Il faut vraisemblablement remonter plus de dix ans en arrière pour retrouver une perte d'une telle ampleur : au 3e trimestre (T3) 2015, Royal Dutch Shell a enregistré une perte nette part du groupe de 7,4 milliards de dollars, contre un bénéfice 4,5 milliards un an plus tôt. En cause : 7,9 milliards de dollars d'éléments exceptionnels négatifs essentiellement liés à dépréciations et des charges pour restructuration. L'abaissement du point mort de la major pétro-gazière néerlandaise est en effet toujours d'actualité. En outre, en données ajustées, le groupe demeure bénéficiaire, et surtout le cash-flow résiste bien. Le dividende trimestriel a d'ailleurs été confirmé, de même que le projet de fusion avec BG Group.

A la Bourse d'Amsterdam, l'action Royal Dutch Shell se tassant de 1,1% à 23,9 euros, l'indice AEX 25 ne perdant que 0,2%.
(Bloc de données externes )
//! Settlement engine
//!
//! `Casino` owns every piece of mutable state behind a single `RwLock`.
//! Bets, withdrawals, funding and parameter updates take the write guard for
//! their whole duration, so each one is validated, applied and published as a
//! unit. Queries take the read guard and only ever see complete settlements.

use crate::config::CasinoConfig;
use crate::errors::{CasinoResult, GameError, GameResult};
use crate::games::access::AccessControl;
use crate::games::events::{CasinoEvent, EventBus};
use crate::games::ledger::WagerLedger;
use crate::games::parameters::ParameterStore;
use crate::games::randomness::{build_randomness, DrawRequest, RandomnessSource};
use crate::games::treasury::{Treasury, TreasuryTotals};
use crate::games::types::{
    AccountId, Amount, CasinoStats, DieFace, GameOutcome, GameParameters, GameRecord,
};
use chrono::Utc;
use std::sync::{Arc, PoisonError, RwLock, RwLockReadGuard, RwLockWriteGuard};
use tokio::sync::broadcast;
use tracing::{debug, info, warn};

/// Default capacity of the event channel
pub const DEFAULT_EVENT_BUFFER: usize = 1024;

#[derive(Debug)]
struct CasinoState {
    parameters: ParameterStore,
    treasury: Treasury,
    ledger: WagerLedger,
    stats: CasinoStats,
    next_game_id: u64,
}

/// The dice casino: parameters, treasury, history and randomness in one context
pub struct Casino {
    access: AccessControl,
    state: RwLock<CasinoState>,
    randomness: Arc<dyn RandomnessSource>,
    events: EventBus,
}

impl Casino {
    /// Deploy a casino with an empty treasury
    pub fn new(
        operator: AccountId,
        parameters: GameParameters,
        randomness: Arc<dyn RandomnessSource>,
    ) -> GameResult<Self> {
        Self::with_event_buffer(operator, parameters, randomness, DEFAULT_EVENT_BUFFER)
    }

    pub fn with_event_buffer(
        operator: AccountId,
        parameters: GameParameters,
        randomness: Arc<dyn RandomnessSource>,
        event_buffer: usize,
    ) -> GameResult<Self> {
        let parameters = ParameterStore::new(parameters)?;
        info!(
            operator = %operator,
            randomness = randomness.kind(),
            "Casino deployed"
        );
        Ok(Self {
            access: AccessControl::new(operator),
            state: RwLock::new(CasinoState {
                parameters,
                treasury: Treasury::new(),
                ledger: WagerLedger::new(),
                stats: CasinoStats::default(),
                next_game_id: 1,
            }),
            randomness,
            events: EventBus::new(event_buffer),
        })
    }

    /// Build from configuration and fund the treasury with its initial balance
    pub fn from_config(config: &CasinoConfig) -> CasinoResult<Self> {
        let randomness = build_randomness(&config.randomness)?;
        let operator = AccountId::new(config.game.operator.clone());
        let casino = Self::with_event_buffer(
            operator.clone(),
            config.game.parameters(),
            randomness,
            config.api.event_buffer,
        )?;
        if !config.treasury.initial_balance.is_zero() {
            casino.fund(&operator, config.treasury.initial_balance)?;
        }
        Ok(casino)
    }

    fn read(&self) -> RwLockReadGuard<'_, CasinoState> {
        self.state.read().unwrap_or_else(PoisonError::into_inner)
    }

    fn write(&self) -> RwLockWriteGuard<'_, CasinoState> {
        self.state.write().unwrap_or_else(PoisonError::into_inner)
    }

    /// Settle one wager end to end.
    ///
    /// Rejections (`InvalidNumber`, `BetTooLow`, `BetTooHigh`,
    /// `InsufficientTreasury`, `AmountOverflow`) happen before the stake is
    /// deposited and leave no trace. A bet whose winning payout the treasury
    /// could not cover is refused regardless of the roll.
    pub fn place_bet(
        &self,
        player: &AccountId,
        chosen_number: u8,
        stake: Amount,
    ) -> GameResult<GameRecord> {
        let chosen = DieFace::new(chosen_number).map_err(|e| {
            debug!(player = %player, chosen_number, "Rejected bet: invalid number");
            e
        })?;

        let mut state = self.write();
        let parameters = state.parameters.get();
        if let Err(e) = parameters.check_stake(stake) {
            debug!(player = %player, stake = %stake, code = e.code(), "Rejected bet");
            return Err(e);
        }

        let potential_payout = parameters.winning_payout(stake)?;
        let available = state
            .treasury
            .balance_of()
            .checked_add(stake)
            .ok_or(GameError::AmountOverflow)?;
        if available < potential_payout {
            debug!(
                player = %player,
                stake = %stake,
                required = %potential_payout,
                available = %available,
                "Rejected bet: treasury cannot cover a win"
            );
            return Err(GameError::InsufficientTreasury {
                required: potential_payout,
                available,
            });
        }

        let game_id = state.next_game_id;
        let draw = self.randomness.draw(&DrawRequest {
            game_id,
            player,
            chosen_number: chosen,
            stake,
        });
        let (outcome, payout) = if draw.face == chosen {
            (GameOutcome::Win, potential_payout)
        } else {
            (GameOutcome::Loss, Amount::ZERO)
        };

        // First mutation; fails only before touching the balance
        state.treasury.settle(stake, payout)?;
        state.next_game_id += 1;

        let record = GameRecord {
            game_id,
            player: player.clone(),
            bet_amount: stake,
            chosen_number: chosen,
            rolled_number: draw.face,
            payout,
            outcome,
            timestamp: Utc::now(),
            vrf: draw.vrf,
        };

        state.ledger.append(record.clone());
        state.stats.record(&record);
        state.stats.player_count = state.ledger.player_count();

        self.events.publish(CasinoEvent::BetPlaced {
            game_id,
            player: player.clone(),
            amount: stake,
            chosen_number: chosen,
        });
        self.events.publish(CasinoEvent::DiceRolled {
            game_id,
            player: player.clone(),
            rolled_number: draw.face,
        });
        if !payout.is_zero() {
            self.events.publish(CasinoEvent::PayoutSent {
                game_id,
                player: player.clone(),
                amount: payout,
            });
        }

        info!(
            game_id,
            player = %player,
            stake = %stake,
            chosen = %chosen,
            rolled = %draw.face,
            payout = %payout,
            balance = %state.treasury.balance_of(),
            "Bet settled"
        );

        Ok(record)
    }

    /// Replace the game parameters. Operator only.
    pub fn update_parameters(&self, caller: &AccountId, new: GameParameters) -> GameResult<()> {
        if let Err(e) = self.access.require_operator(caller) {
            warn!(caller = %caller, "Rejected parameter update from non-operator");
            return Err(e);
        }
        let mut state = self.write();
        state.parameters.update(new)?;

        info!(
            min_bet = %new.min_bet,
            max_bet = %new.max_bet,
            house_edge_bps = new.house_edge_bps,
            "Game parameters updated"
        );
        self.events.publish(CasinoEvent::ParametersUpdated { parameters: new });
        Ok(())
    }

    /// Move funds out of the treasury. Operator only.
    pub fn withdraw(&self, caller: &AccountId, amount: Amount) -> GameResult<()> {
        if let Err(e) = self.access.require_operator(caller) {
            warn!(caller = %caller, amount = %amount, "Rejected withdrawal from non-operator");
            return Err(e);
        }
        let mut state = self.write();
        state.treasury.withdraw(amount)?;
        let balance = state.treasury.balance_of();

        info!(amount = %amount, balance = %balance, "Treasury withdrawal");
        self.events.publish(CasinoEvent::FundsWithdrawn {
            operator: caller.clone(),
            amount,
            balance,
        });
        Ok(())
    }

    /// Top up the treasury. Open to any account.
    pub fn fund(&self, from: &AccountId, amount: Amount) -> GameResult<()> {
        let mut state = self.write();
        state.treasury.fund(amount)?;
        let balance = state.treasury.balance_of();

        info!(from = %from, amount = %amount, balance = %balance, "Treasury funded");
        self.events.publish(CasinoEvent::TreasuryFunded {
            from: from.clone(),
            amount,
            balance,
        });
        Ok(())
    }

    pub fn history_of(&self, player: &AccountId) -> Vec<GameRecord> {
        self.read().ledger.history_of(player)
    }

    pub fn history_page(&self, player: &AccountId, offset: usize, limit: usize) -> Vec<GameRecord> {
        self.read().ledger.history_page(player, offset, limit)
    }

    pub fn history_len(&self, player: &AccountId) -> usize {
        self.read().ledger.history_len(player)
    }

    pub fn balance_of(&self) -> Amount {
        self.read().treasury.balance_of()
    }

    pub fn treasury_totals(&self) -> TreasuryTotals {
        self.read().treasury.totals()
    }

    pub fn parameters(&self) -> GameParameters {
        self.read().parameters.get()
    }

    pub fn stats(&self) -> CasinoStats {
        self.read().stats.clone()
    }

    pub fn operator(&self) -> &AccountId {
        self.access.operator()
    }

    pub fn randomness_kind(&self) -> &'static str {
        self.randomness.kind()
    }

    pub fn vrf_public_key(&self) -> Option<String> {
        self.randomness.vrf_public_key()
    }

    pub fn subscribe(&self) -> broadcast::Receiver<CasinoEvent> {
        self.events.subscribe()
    }
}

impl std::fmt::Debug for Casino {
    fn fmt(&self, f: &mut std::fmt::Formatter<'_>) -> std::fmt::Result {
        f.debug_struct("Casino")
            .field("operator", self.access.operator())
            .field("randomness", &self.randomness.kind())
            .finish_non_exhaustive()
    }
}

#[cfg(test)]
mod tests {
    use super::*;
    use crate::games::randomness::ScriptedDiceSource;
    use crate::games::vrf_engine::VRFGameEngine;

    fn amount(s: &str) -> Amount {
        s.parse().unwrap()
    }

    fn casino_rolling(face: u8) -> Casino {
        let source = ScriptedDiceSource::repeating(DieFace::new(face).unwrap());
        let casino = Casino::new(
            AccountId::new("owner"),
            GameParameters::standard(),
            Arc::new(source),
        )
        .unwrap();
        casino.fund(&AccountId::new("owner"), amount("10")).unwrap();
        casino
    }

    #[test]
    fn test_winning_bet() {
        let casino = casino_rolling(3);
        let player = AccountId::new("player1");

        let record = casino.place_bet(&player, 3, amount("0.05")).unwrap();
        assert_eq!(record.game_id, 1);
        assert_eq!(record.outcome, GameOutcome::Win);
        assert_eq!(record.payout, amount("0.285"));
        assert_eq!(casino.balance_of(), amount("9.765"));
        assert_eq!(casino.history_of(&player), vec![record]);
    }

    #[test]
    fn test_losing_bet() {
        let casino = casino_rolling(4);
        let player = AccountId::new("player1");

        let record = casino.place_bet(&player, 3, amount("0.05")).unwrap();
        assert_eq!(record.outcome, GameOutcome::Loss);
        assert_eq!(record.payout, Amount::ZERO);
        assert_eq!(record.rolled_number.value(), 4);
        assert_eq!(casino.balance_of(), amount("10.05"));
    }

    #[test]
    fn test_rejections_leave_no_trace() {
        let casino = casino_rolling(1);
        let player = AccountId::new("player1");

        assert_eq!(casino.place_bet(&player, 0, amount("0.05")), Err(GameError::InvalidNumber(0)));
        assert_eq!(casino.place_bet(&player, 7, amount("0.05")), Err(GameError::InvalidNumber(7)));
        assert!(matches!(
            casino.place_bet(&player, 1, amount("0.001")),
            Err(GameError::BetTooLow { .. })
        ));
        assert!(matches!(
            casino.place_bet(&player, 1, amount("2")),
            Err(GameError::BetTooHigh { .. })
        ));

        assert_eq!(casino.balance_of(), amount("10"));
        assert!(casino.history_of(&player).is_empty());
        assert_eq!(casino.stats().bet_count, 0);
    }

    #[test]
    fn test_refused_bet_consumes_no_game_id() {
        let source = ScriptedDiceSource::repeating(DieFace::new(3).unwrap());
        let casino = Casino::new(AccountId::new("owner"), GameParameters::standard(), Arc::new(source)).unwrap();
        let player = AccountId::new("player1");

        assert!(matches!(
            casino.place_bet(&player, 3, amount("1")),
            Err(GameError::InsufficientTreasury { .. })
        ));
        assert_eq!(casino.treasury_totals(), TreasuryTotals::default());

        casino.fund(&AccountId::new("owner"), amount("4.7")).unwrap();
        let record = casino.place_bet(&player, 3, amount("1")).unwrap();
        assert_eq!(record.game_id, 1);
        assert_eq!(record.payout, amount("5.7"));
        assert_eq!(casino.balance_of(), Amount::ZERO);
    }

    #[test]
    fn test_events_follow_settlement() {
        let casino = casino_rolling(3);
        let mut rx = casino.subscribe();
        let player = AccountId::new("player1");

        casino.place_bet(&player, 3, amount("0.05")).unwrap();
        casino.place_bet(&player, 2, amount("0.05")).unwrap();

        let mut kinds = Vec::new();
        while let Ok(event) = rx.try_recv() {
            kinds.push(serde_json::to_value(&event).unwrap()["type"].as_str().unwrap().to_string());
        }
        assert_eq!(
            kinds,
            vec!["bet_placed", "dice_rolled", "payout_sent", "bet_placed", "dice_rolled"]
        );
    }

    #[test]
    fn test_admin_operations_require_operator() {
        let casino = casino_rolling(1);
        let intruder = AccountId::new("intruder");
        let owner = AccountId::new("owner");

        assert!(matches!(
            casino.withdraw(&intruder, amount("1")),
            Err(GameError::Unauthorized { .. })
        ));
        // Operator check runs before validation
        let bogus = GameParameters {
            min_bet: amount("5"),
            max_bet: amount("1"),
            house_edge_bps: 20_000,
        };
        assert!(matches!(
            casino.update_parameters(&intruder, bogus),
            Err(GameError::Unauthorized { .. })
        ));
        assert!(matches!(
            casino.update_parameters(&owner, bogus),
            Err(GameError::InvalidParameters(_))
        ));
        assert_eq!(casino.parameters(), GameParameters::standard());

        casino.withdraw(&owner, amount("4")).unwrap();
        assert_eq!(casino.balance_of(), amount("6"));
        assert_eq!(casino.treasury_totals().total_withdrawn, amount("4"));
    }

    #[test]
    fn test_vrf_casino_records_verifiable_proofs() {
        let casino = Casino::new(
            AccountId::new("owner"),
            GameParameters::standard(),
            Arc::new(VRFGameEngine::new_random()),
        )
        .unwrap();
        casino.fund(&AccountId::new("owner"), amount("10")).unwrap();

        let record = casino.place_bet(&AccountId::new("p"), 5, amount("0.1")).unwrap();
        let bundle = record.vrf.as_ref().unwrap();
        assert_eq!(bundle.input_message, "dice:1:p:5:0.1");
        assert!(VRFGameEngine::verify_vrf_proof(bundle, &bundle.input_message).unwrap());
        assert_eq!(Some(bundle.public_key.clone()), casino.vrf_public_key());
    }
}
En données ajustées, c'est-à-dire au coût de remplacement des réserves, en excluant les éléments non-récurrents et les variations de juste valeur, le tableau est plus flatteur : 1,8 milliard de dollars de bénéfices au T3, chiffre cependant en baisse de 70%, après - 54% sur neuf mois à 8,9 milliards. Notons que cette fois, l'Aval domine : 8,2 milliards de résultats contre 1,3 pour l'Amont.

Même en données ajustées, l'Amont (exploration-production) a plongé dans le rouge au T3, avec une perte de 425 millions de dollars, même si les profits ajustés de l'Aval (raffinage-distribution) prennent 46% à 2,6 milliards.

Cependant, le cash-flow opérationnel, qui sur neuf mois recule de 31% à 24,4 milliards, baisse moins fortement au 3e trimestre (- 11% à 11,2 milliards). Le dividende trimestriel a d'ailleurs été maintenu à 0,47 dollar par titre.

Le directeur général, Ben van Beurden, insiste sur le fait que ces 12 derniers mois, avec un prix moyen du baril à 60 dollars, les investissements nets autant que le dividende ont été couverts par le cash-flow opérationnel. De plus, le ratio de dette nette sur fonds propre se situait en fin de trimestre à 12,7%, soit deux fois moins environ que celui de Total par exemple.

La direction invoque - euphémisme - 'des charges exceptionnelles substantielles reflétant autant la faiblesse des cours actuels du pétrole que les perspectives de prix du gaz', ainsi que les conséquences des mesures prises pour abaisser le 'point mort'.

Dernièrement, le groupe a notamment annoncé l'abandon d'un projet de forage dans l'offshore dans l'Arctique, au nord de l'Alaska, ainsi que celui d'un projet de sables bitumineux au Canada. D'où des dépréciations sensibles (deux milliards de dollars dans le seul dernier cas).

'Il s'agit de décisions difficiles, mais elles auront aussi des conséquences sensibles', estime M. van Beurden, qui entend faire de Shell un groupe plus rentable : “les coûts du groupe continuent de baisser”, indique-t-il d'ailleurs.

Quid de l'OPE en cours sur BG Group ? Il est toujours question, ajoute-t-il, de boucler l'opération 'début 2016', 'ce qui permettra de recentrer Shell sur des projets moins nombreux, mais plus rentables, tout spécialement en matière d'offshore profond et de gaz'.

Selon les analystes de Bernstein, mêmes en données ajustés, les profits trimestriels ont manqué les anticipations du consensus. Mais Bernstein n'est pas sévère avec Shell : 'il fallait bien que le groupe se sorte des faux-pas stratégiques antérieurs (Alaska, pétroles non conventionnels, sables bitumeux), et ces dépréciations sont un mal nécessaire pour permettre à un groupe doté d'un meilleur profil de coût d'émerger', indique la note de recherche.

De plus, 'le cash-flow, lui, s'est de nouveau révélé plus important que prévu', relèvent les spécialistes. Selon Bernstein, la couverture des investissements et du dividende revendiquée par Shell ces douze derniers mois relève du tour de force : 'cette cible n'est pas visée par les autres 'majors' avant 2017', indique la note.